• WHAT THE EXERCISE ASKS: Pull out every line with the word "anything" from the entries below.

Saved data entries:
▼▼▼

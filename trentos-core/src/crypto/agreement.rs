//! Key agreement: finite-field Diffie-Hellman over
//! caller-supplied or generated domain parameters, and ECDH over SECP256R1.
//! Serialization follows the big-endian rule exactly: DH shared
//! secrets are left-padded to the prime's byte length, ECDH coordinates are
//! left-trimmed (no leading zero padding). Neither path applies a KDF —
//! that is left to the caller.

use super::key::{DhParams, Key, KeyBytes};
use crate::error::{CoreError, ErrorCode, Result};
use num_bigint::BigUint;
use num_traits::Zero;
use p256::elliptic_curve::sec1::ToEncodedPoint;
use p256::{PublicKey as P256PublicKey, SecretKey as P256SecretKey};
use rand::rngs::OsRng;

/// Well-known safe-prime DH groups, by modulus bit length. Using RFC 3526-style fixed groups rather than
/// generating fresh primes at every call keeps `generate` fast and
/// deterministic enough for the test suite; callers needing a custom group
/// go through `KeySpec::Params`.
fn default_group(bits: u32) -> Result<DhParams> {
    // 1024-bit MODP group (RFC 2409, second Oakley group) kept as the only
    // built-in for brevity; other bit lengths require explicit parameters.
    const MODP_1024_HEX: &str = "\
        FFFFFFFFFFFFFFFFC90FDAA22168C234C4C6628B80DC1CD129024E0\
        88A67CC74020BBEA63B139B22514A08798E3404DDEF9519B3CD3A43\
        1B302B0A6DF25F14374FE1356D6D51C245E485B576625E7EC6F44C4\
        2E9A637ED6B0BFF5CB6F406B7EDEE386BFB5A899FA5AE9F24117C4B\
        1FE649286651ECE45B3DC2007CB8A163BF0598DA48361C55D39A69163FA8FD24CF5F83655D23DCA3AD961C62F356208552BB9ED529077096966D670C354E4ABC9804F1746C08CA18217C32905E462E36CE3BE39E772C180E86039B2783A2EC07A28FB5C55DF06F4C52C9DE2BCBF6955817183995497CEA956AE515D2261898FA051015728E5A8AACAA68FFFFFFFFFFFFFFFF";
    if bits != 1024 {
        return Err(CoreError::not_supported(format!(
            "no built-in DH group for a {bits}-bit modulus; supply explicit parameters"
        )));
    }
    let prime = BigUint::parse_bytes(MODP_1024_HEX.as_bytes(), 16)
        .expect("static MODP group constant is well-formed hex");
    Ok(DhParams {
        prime: KeyBytes::from_slice(&prime.to_bytes_be())?,
        generator: KeyBytes::from_slice(&[2])?,
    })
}

pub fn generate_dh_keypair_default_group(bits: u32) -> Result<Key> {
    generate_dh_keypair(default_group(bits)?)
}

pub fn generate_dh_keypair(params: DhParams) -> Result<Key> {
    let prime = BigUint::from_bytes_be(params.prime.as_slice());
    let generator = BigUint::from_bytes_be(params.generator.as_slice());
    let mut rng = OsRng;
    use rand::RngCore;
    let mut exponent_bytes = vec![0u8; params.prime.len()];
    rng.fill_bytes(&mut exponent_bytes);
    let private_scalar = BigUint::from_bytes_be(&exponent_bytes) % &prime;
    let public_value = generator.modpow(&private_scalar, &prime);
    let private_value = left_pad(&private_scalar.to_bytes_be(), params.prime.len());
    Ok(Key::DhPrv {
        params: params.clone(),
        private_value: KeyBytes::from_slice(&private_value)?,
    })
}

pub fn dh_public_from_private(params: &DhParams, private_value: &KeyBytes) -> Result<Key> {
    let prime = BigUint::from_bytes_be(params.prime.as_slice());
    let generator = BigUint::from_bytes_be(params.generator.as_slice());
    let private_scalar = BigUint::from_bytes_be(private_value.as_slice());
    let public_value = generator.modpow(&private_scalar, &prime);
    let padded = left_pad(&public_value.to_bytes_be(), params.prime.len());
    Ok(Key::DhPub {
        params: params.clone(),
        public_value: KeyBytes::from_slice(&padded)?,
    })
}

/// Compute the DH shared secret `peer_public ^ our_private mod prime`,
/// left-padded to the prime's byte length.
pub fn dh_agree(our_private: &Key, peer_public_value: &[u8]) -> Result<Vec<u8>> {
    let Key::DhPrv { params, private_value } = our_private else {
        return Err(CoreError::invalid_parameter("DH agreement requires a DH private key"));
    };
    let prime = BigUint::from_bytes_be(params.prime.as_slice());
    if prime.is_zero() {
        return Err(CoreError::invalid_parameter("DH domain parameters have a zero modulus"));
    }
    let private_scalar = BigUint::from_bytes_be(private_value.as_slice());
    let peer = BigUint::from_bytes_be(peer_public_value);
    let shared = peer.modpow(&private_scalar, &prime);
    Ok(left_pad(&shared.to_bytes_be(), params.prime.len()))
}

/// Which family of key agreement an [`Agreement`] object performs.
#[derive(Clone, Copy, Debug, PartialEq, Eq)]
pub enum AgreementKind {
    Dh,
    Ecdh,
}

/// A key-agreement object: carries one private key and computes the shared
/// secret against a caller-supplied public key. Mirrors the
/// `Signature` object's "create, then bind a key, then operate" shape —
/// the private key is what a derived proxy would inherit its backend
/// from.
pub struct Agreement {
    kind: AgreementKind,
    private_key: Option<Key>,
}

impl Agreement {
    pub fn new(kind: AgreementKind) -> Self {
        Self { kind, private_key: None }
    }

    pub fn kind(&self) -> AgreementKind {
        self.kind
    }

    /// Bind the private key this object agrees with. Rejects a key whose
    /// kind does not match `self.kind`.
    pub fn set_private_key(&mut self, key: Key) -> Result<()> {
        let matches_kind = match self.kind {
            AgreementKind::Dh => matches!(key, Key::DhPrv { .. }),
            AgreementKind::Ecdh => matches!(key, Key::Secp256r1Prv(_)),
        };
        if !matches_kind {
            return Err(CoreError::invalid_parameter("private key kind does not match this agreement object"));
        }
        self.private_key = Some(key);
        Ok(())
    }

    /// Compute the shared secret against `peer_public`. `Aborted` if no
    /// private key has been bound yet.
    pub fn agree(&self, peer_public: &Key) -> Result<Vec<u8>> {
        let private = self
            .private_key
            .as_ref()
            .ok_or_else(|| CoreError::aborted("agreement object has no private key bound"))?;
        match (self.kind, peer_public) {
            (AgreementKind::Dh, Key::DhPub { public_value, .. }) => dh_agree(private, public_value.as_slice()),
            (AgreementKind::Ecdh, Key::Secp256r1Pub { x, y }) => ecdh_agree(private, x.as_slice(), y.as_slice()),
            _ => Err(CoreError::invalid_parameter("peer public key kind does not match this agreement object")),
        }
    }
}

fn left_pad(bytes: &[u8], len: usize) -> Vec<u8> {
    if bytes.len() >= len {
        return bytes[bytes.len() - len..].to_vec();
    }
    let mut out = vec![0u8; len - bytes.len()];
    out.extend_from_slice(bytes);
    out
}

/// Left-trim leading zero bytes (ECDH coordinate serialization rule).
fn left_trim(bytes: &[u8]) -> Vec<u8> {
    let first_nonzero = bytes.iter().position(|&b| b != 0).unwrap_or(bytes.len() - 1);
    bytes[first_nonzero..].to_vec()
}

pub fn generate_secp256r1_keypair() -> Result<Key> {
    let secret = P256SecretKey::random(&mut OsRng);
    let scalar_bytes = secret.to_bytes();
    Ok(Key::Secp256r1Prv(KeyBytes::from_slice(&scalar_bytes)?))
}

pub fn secp256r1_public_from_private(scalar: &KeyBytes) -> Result<Key> {
    let secret = P256SecretKey::from_slice(scalar.as_slice())
        .map_err(|err| CoreError::invalid_parameter("invalid SECP256R1 scalar").with_cause(err))?;
    let public = secret.public_key();
    let point = public.to_encoded_point(false);
    let (x, y) = (
        point.x().expect("uncompressed point always has an x coordinate"),
        point.y().expect("uncompressed point always has a y coordinate"),
    );
    Ok(Key::Secp256r1Pub {
        x: KeyBytes::from_slice(&left_trim(x))?,
        y: KeyBytes::from_slice(&left_trim(y))?,
    })
}

/// ECDH over SECP256R1: returns the shared secret's x-coordinate,
/// left-trimmed per the serialization rule. No KDF is applied.
pub fn ecdh_agree(our_private: &Key, peer_x: &[u8], peer_y: &[u8]) -> Result<Vec<u8>> {
    let Key::Secp256r1Prv(scalar) = our_private else {
        return Err(CoreError::invalid_parameter("ECDH agreement requires a SECP256R1 private key"));
    };
    let secret = P256SecretKey::from_slice(scalar.as_slice())
        .map_err(|err| CoreError::invalid_parameter("invalid SECP256R1 scalar").with_cause(err))?;
    let mut sec1 = vec![0x04u8];
    sec1.extend_from_slice(&left_pad(peer_x, 32));
    sec1.extend_from_slice(&left_pad(peer_y, 32));
    let peer_public = P256PublicKey::from_sec1_bytes(&sec1)
        .map_err(|err| CoreError::invalid_parameter("invalid peer SECP256R1 public point").with_cause(err))?;
    let shared = p256::ecdh::diffie_hellman(secret.to_nonzero_scalar(), peer_public.as_affine());
    Ok(left_trim(shared.raw_secret_bytes().as_slice()))
}

#[cfg(test)]
mod tests {
    use super::*;

    #[test]
    fn dh_agreement_is_symmetric() {
        let params = default_group(1024).unwrap();
        let a = generate_dh_keypair(params.clone()).unwrap();
        let b = generate_dh_keypair(params).unwrap();
        let a_pub = dh_public_from_private(
            match &a { Key::DhPrv { params, .. } => params, _ => unreachable!() },
            match &a { Key::DhPrv { private_value, .. } => private_value, _ => unreachable!() },
        ).unwrap();
        let b_pub = dh_public_from_private(
            match &b { Key::DhPrv { params, .. } => params, _ => unreachable!() },
            match &b { Key::DhPrv { private_value, .. } => private_value, _ => unreachable!() },
        ).unwrap();
        let a_pub_bytes = match &a_pub { Key::DhPub { public_value, .. } => public_value.as_slice().to_vec(), _ => unreachable!() };
        let b_pub_bytes = match &b_pub { Key::DhPub { public_value, .. } => public_value.as_slice().to_vec(), _ => unreachable!() };
        let secret_a = dh_agree(&a, &b_pub_bytes).unwrap();
        let secret_b = dh_agree(&b, &a_pub_bytes).unwrap();
        assert_eq!(secret_a, secret_b);
    }

    #[test]
    fn ecdh_agreement_is_symmetric() {
        let a = generate_secp256r1_keypair().unwrap();
        let b = generate_secp256r1_keypair().unwrap();
        let a_pub = secp256r1_public_from_private(match &a { Key::Secp256r1Prv(s) => s, _ => unreachable!() }).unwrap();
        let b_pub = secp256r1_public_from_private(match &b { Key::Secp256r1Prv(s) => s, _ => unreachable!() }).unwrap();
        let (ax, ay) = match &a_pub { Key::Secp256r1Pub { x, y } => (x.as_slice().to_vec(), y.as_slice().to_vec()), _ => unreachable!() };
        let (bx, by) = match &b_pub { Key::Secp256r1Pub { x, y } => (x.as_slice().to_vec(), y.as_slice().to_vec()), _ => unreachable!() };
        let secret_a = ecdh_agree(&a, &bx, &by).unwrap();
        let secret_b = ecdh_agree(&b, &ax, &ay).unwrap();
        assert_eq!(secret_a, secret_b);
    }

    #[test]
    fn agreement_object_requires_private_key_before_agreeing() {
        let obj = Agreement::new(AgreementKind::Ecdh);
        let b = generate_secp256r1_keypair().unwrap();
        let b_pub = secp256r1_public_from_private(match &b { Key::Secp256r1Prv(s) => s, _ => unreachable!() }).unwrap();
        let err = obj.agree(&b_pub).unwrap_err();
        assert_eq!(err.code(), ErrorCode::Aborted);
    }

    #[test]
    fn agreement_object_ecdh_round_trip_is_symmetric() {
        let a = generate_secp256r1_keypair().unwrap();
        let b = generate_secp256r1_keypair().unwrap();
        let a_pub = secp256r1_public_from_private(match &a { Key::Secp256r1Prv(s) => s, _ => unreachable!() }).unwrap();
        let b_pub = secp256r1_public_from_private(match &b { Key::Secp256r1Prv(s) => s, _ => unreachable!() }).unwrap();

        let mut obj_a = Agreement::new(AgreementKind::Ecdh);
        obj_a.set_private_key(a).unwrap();
        let mut obj_b = Agreement::new(AgreementKind::Ecdh);
        obj_b.set_private_key(b).unwrap();

        let secret_a = obj_a.agree(&b_pub).unwrap();
        let secret_b = obj_b.agree(&a_pub).unwrap();
        assert_eq!(secret_a, secret_b);
    }

    #[test]
    fn agreement_object_rejects_mismatched_key_kind() {
        let mut obj = Agreement::new(AgreementKind::Dh);
        let ecdh_key = generate_secp256r1_keypair().unwrap();
        let err = obj.set_private_key(ecdh_key).unwrap_err();
        assert_eq!(err.code(), ErrorCode::InvalidParameter);
    }
}
//! RSA signature operations:
//! PKCS#1 v1.5 and PSS, both via the `rsa` crate. Verification failure is a
//! named testable property: the `rsa` crate's signature
//! comparison is constant-time internally, so no additional measures are
//! needed here — this module's job is only to surface that failure as
//! `Aborted` rather than leaking timing or partial information.

use super::digest::DigestAlgorithm;
use super::key::{Key, KeyBytes, RsaParams};
use crate::error::{CoreError, ErrorCode, Result};
use rsa::pkcs1v15::{Signature as Pkcs1Signature, SigningKey as Pkcs1SigningKey, VerifyingKey as Pkcs1VerifyingKey};
use rsa::pss::{BlindedSigningKey as PssSigningKey, VerifyingKey as PssVerifyingKey};
use rsa::sha2::Sha256;
use rsa::signature::{RandomizedSigner, Signature as _, Verifier};
use rsa::{BigUint, RsaPrivateKey, RsaPublicKey};

#[derive(Clone, Copy, Debug, PartialEq, Eq)]
pub enum SignaturePadding {
    Pkcs1v15,
    Pss,
}

/// A signature object: carries up to two keys (prv for signing, pub for
/// verification) plus the padding scheme and digest algorithm the object
/// was bound to at construction. `sign` requires a private key, `verify`
/// requires a public key — neither key is required at construction time,
/// matching the handle layer's "create then populate" shape for objects
/// that derive their backend from a key supplied after the object exists.
pub struct Signature {
    padding: SignaturePadding,
    digest_algorithm: DigestAlgorithm,
    private_key: Option<Key>,
    public_key: Option<Key>,
}

impl Signature {
    pub fn new(padding: SignaturePadding, digest_algorithm: DigestAlgorithm) -> Self {
        Self {
            padding,
            digest_algorithm,
            private_key: None,
            public_key: None,
        }
    }

    pub fn digest_algorithm(&self) -> DigestAlgorithm {
        self.digest_algorithm
    }

    /// Bind the signing key. Rejects anything other than an RSA private key.
    pub fn set_signing_key(&mut self, key: Key) -> Result<()> {
        if !matches!(key, Key::RsaPrv { .. }) {
            return Err(CoreError::invalid_parameter("signing key must be an RSA private key"));
        }
        self.private_key = Some(key);
        Ok(())
    }

    /// Bind the verification key. Rejects anything other than an RSA public
    /// key.
    pub fn set_verification_key(&mut self, key: Key) -> Result<()> {
        if !matches!(key, Key::RsaPub(_)) {
            return Err(CoreError::invalid_parameter("verification key must be an RSA public key"));
        }
        self.public_key = Some(key);
        Ok(())
    }

    /// Sign `digest` (already hashed by the caller at `self.digest_algorithm`)
    /// with the bound private key. `Aborted` if no private key is set — a
    /// verify-only object can never sign.
    pub fn sign(&self, digest: &[u8]) -> Result<Vec<u8>> {
        let key = self
            .private_key
            .as_ref()
            .ok_or_else(|| CoreError::aborted("signature object has no private key bound; cannot sign"))?;
        sign(key, self.padding, digest)
    }

    /// Verify `signature` over `digest` with the bound public key. `Aborted`
    /// if no public key is set, or if the signature fails verification.
    pub fn verify(&self, digest: &[u8], signature: &[u8]) -> Result<()> {
        let key = self
            .public_key
            .as_ref()
            .ok_or_else(|| CoreError::aborted("signature object has no public key bound; cannot verify"))?;
        verify(key, self.padding, digest, signature)
    }
}

fn public_key_from_params(params: &RsaParams) -> Result<RsaPublicKey> {
    let n = BigUint::from_bytes_be(params.modulus.as_slice());
    let e = BigUint::from_bytes_be(params.exponent.as_slice());
    RsaPublicKey::new(n, e).map_err(|err| CoreError::invalid_parameter("RSA public key parameters rejected").with_cause(err))
}

fn private_key_from(params: &RsaParams, private_exponent: &KeyBytes) -> Result<RsaPrivateKey> {
    let n = BigUint::from_bytes_be(params.modulus.as_slice());
    let e = BigUint::from_bytes_be(params.exponent.as_slice());
    let d = BigUint::from_bytes_be(private_exponent.as_slice());
    RsaPrivateKey::from_components(n, e, d, vec![])
        .map_err(|err| CoreError::invalid_parameter("RSA private key components rejected").with_cause(err))
}

/// Sign `digest` (already hashed by the caller; this module does not hash)
/// with the given padding.
pub fn sign(key: &Key, padding: SignaturePadding, digest: &[u8]) -> Result<Vec<u8>> {
    let Key::RsaPrv { params, private_exponent } = key else {
        return Err(CoreError::invalid_parameter("sign requires an RSA private key"));
    };
    let private = private_key_from(params, private_exponent)?;
    let mut rng = rand::rngs::OsRng;
    let sig = match padding {
        SignaturePadding::Pkcs1v15 => {
            let signing_key = Pkcs1SigningKey::<Sha256>::new(private);
            signing_key
                .try_sign_with_rng(&mut rng, digest)
                .map_err(|err| CoreError::aborted("RSA PKCS#1v1.5 signing failed").with_cause(err))?
                .as_bytes()
                .to_vec()
        }
        SignaturePadding::Pss => {
            let signing_key = PssSigningKey::<Sha256>::new(private);
            signing_key
                .try_sign_with_rng(&mut rng, digest)
                .map_err(|err| CoreError::aborted("RSA PSS signing failed").with_cause(err))?
                .as_bytes()
                .to_vec()
        }
    };
    Ok(sig)
}

/// Verify `signature` over `digest`. Returns
/// `Aborted` on any mismatch — this module classifies signature failure as a
/// crypto-abort condition, not a plain boolean, so callers cannot
/// accidentally ignore the result.
pub fn verify(key: &Key, padding: SignaturePadding, digest: &[u8], signature: &[u8]) -> Result<()> {
    let Key::RsaPub(params) = key else {
        return Err(CoreError::invalid_parameter("verify requires an RSA public key"));
    };
    let public = public_key_from_params(params)?;
    match padding {
        SignaturePadding::Pkcs1v15 => {
            let verifying_key = Pkcs1VerifyingKey::<Sha256>::new(public);
            let sig = Pkcs1Signature::try_from(signature)
                .map_err(|err| CoreError::invalid_parameter("malformed PKCS#1v1.5 signature encoding").with_cause(err))?;
            verifying_key
                .verify(digest, &sig)
                .map_err(|_| CoreError::aborted("PKCS#1v1.5 signature verification failed"))
        }
        SignaturePadding::Pss => {
            let verifying_key = PssVerifyingKey::<Sha256>::new(public);
            let sig = rsa::pss::Signature::try_from(signature)
                .map_err(|err| CoreError::invalid_parameter("malformed PSS signature encoding").with_cause(err))?;
            verifying_key
                .verify(digest, &sig)
                .map_err(|_| CoreError::aborted("PSS signature verification failed"))
        }
    }
}

/// Generate a fresh RSA key pair of the requested modulus size.
pub fn generate_rsa_keypair(bits: u32) -> Result<Key> {
    let mut rng = rand::rngs::OsRng;
    let private = RsaPrivateKey::new(&mut rng, bits as usize)
        .map_err(|err| CoreError::new(ErrorCode::Generic, "RSA key generation failed").with_cause(err))?;
    let public = private.to_public_key();
    let params = RsaParams {
        modulus: KeyBytes::from_slice(&public.n().to_bytes_be())?,
        exponent: KeyBytes::from_slice(&public.e().to_bytes_be())?,
    };
    let private_exponent = KeyBytes::from_slice(&private.d().to_bytes_be())?;
    Ok(Key::RsaPrv { params, private_exponent })
}

#[cfg(test)]
mod tests {
    use super::*;

    #[test]
    fn sign_then_verify_round_trips() {
        let key = generate_rsa_keypair(1024).unwrap();
        let public = super::super::key::make_public(&key).unwrap();
        let digest = [0x11u8; 32];
        let sig = sign(&key, SignaturePadding::Pkcs1v15, &digest).unwrap();
        verify(&public, SignaturePadding::Pkcs1v15, &digest, &sig).unwrap();
    }

    #[test]
    fn tampered_signature_is_rejected() {
        let key = generate_rsa_keypair(1024).unwrap();
        let public = super::super::key::make_public(&key).unwrap();
        let digest = [0x22u8; 32];
        let mut sig = sign(&key, SignaturePadding::Pkcs1v15, &digest).unwrap();
        sig[0] ^= 0xFF;
        let err = verify(&public, SignaturePadding::Pkcs1v15, &digest, &sig).unwrap_err();
        assert_eq!(err.code(), ErrorCode::Aborted);
    }

    #[test]
    fn signature_object_sign_requires_private_key() {
        let obj = Signature::new(SignaturePadding::Pkcs1v15, DigestAlgorithm::Sha256);
        let err = obj.sign(&[0u8; 32]).unwrap_err();
        assert_eq!(err.code(), ErrorCode::Aborted);
    }

    #[test]
    fn signature_object_verify_requires_public_key() {
        let obj = Signature::new(SignaturePadding::Pkcs1v15, DigestAlgorithm::Sha256);
        let err = obj.verify(&[0u8; 32], &[0u8; 128]).unwrap_err();
        assert_eq!(err.code(), ErrorCode::Aborted);
    }

    #[test]
    fn signature_object_round_trips_via_bound_keys() {
        let key = generate_rsa_keypair(1024).unwrap();
        let public = super::super::key::make_public(&key).unwrap();
        let digest = [0x33u8; 32];

        let mut signer = Signature::new(SignaturePadding::Pss, DigestAlgorithm::Sha256);
        signer.set_signing_key(key).unwrap();
        let sig = signer.sign(&digest).unwrap();

        let mut verifier = Signature::new(SignaturePadding::Pss, DigestAlgorithm::Sha256);
        verifier.set_verification_key(public).unwrap();
        verifier.verify(&digest, &sig).unwrap();
    }

    #[test]
    fn signature_object_rejects_wrong_key_kind() {
        let mut obj = Signature::new(SignaturePadding::Pkcs1v15, DigestAlgorithm::Sha256);
        let err = obj.set_signing_key(Key::Mac(KeyBytes::from_slice(&[0u8; 16]).unwrap())).unwrap_err();
        assert_eq!(err.code(), ErrorCode::InvalidParameter);
    }
}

▲▲▲

• THE COMPLETED TASK:
    /// Bind the signing key. Rejects anything other than an RSA private key.
    /// Bind the verification key. Rejects anything other than an RSA public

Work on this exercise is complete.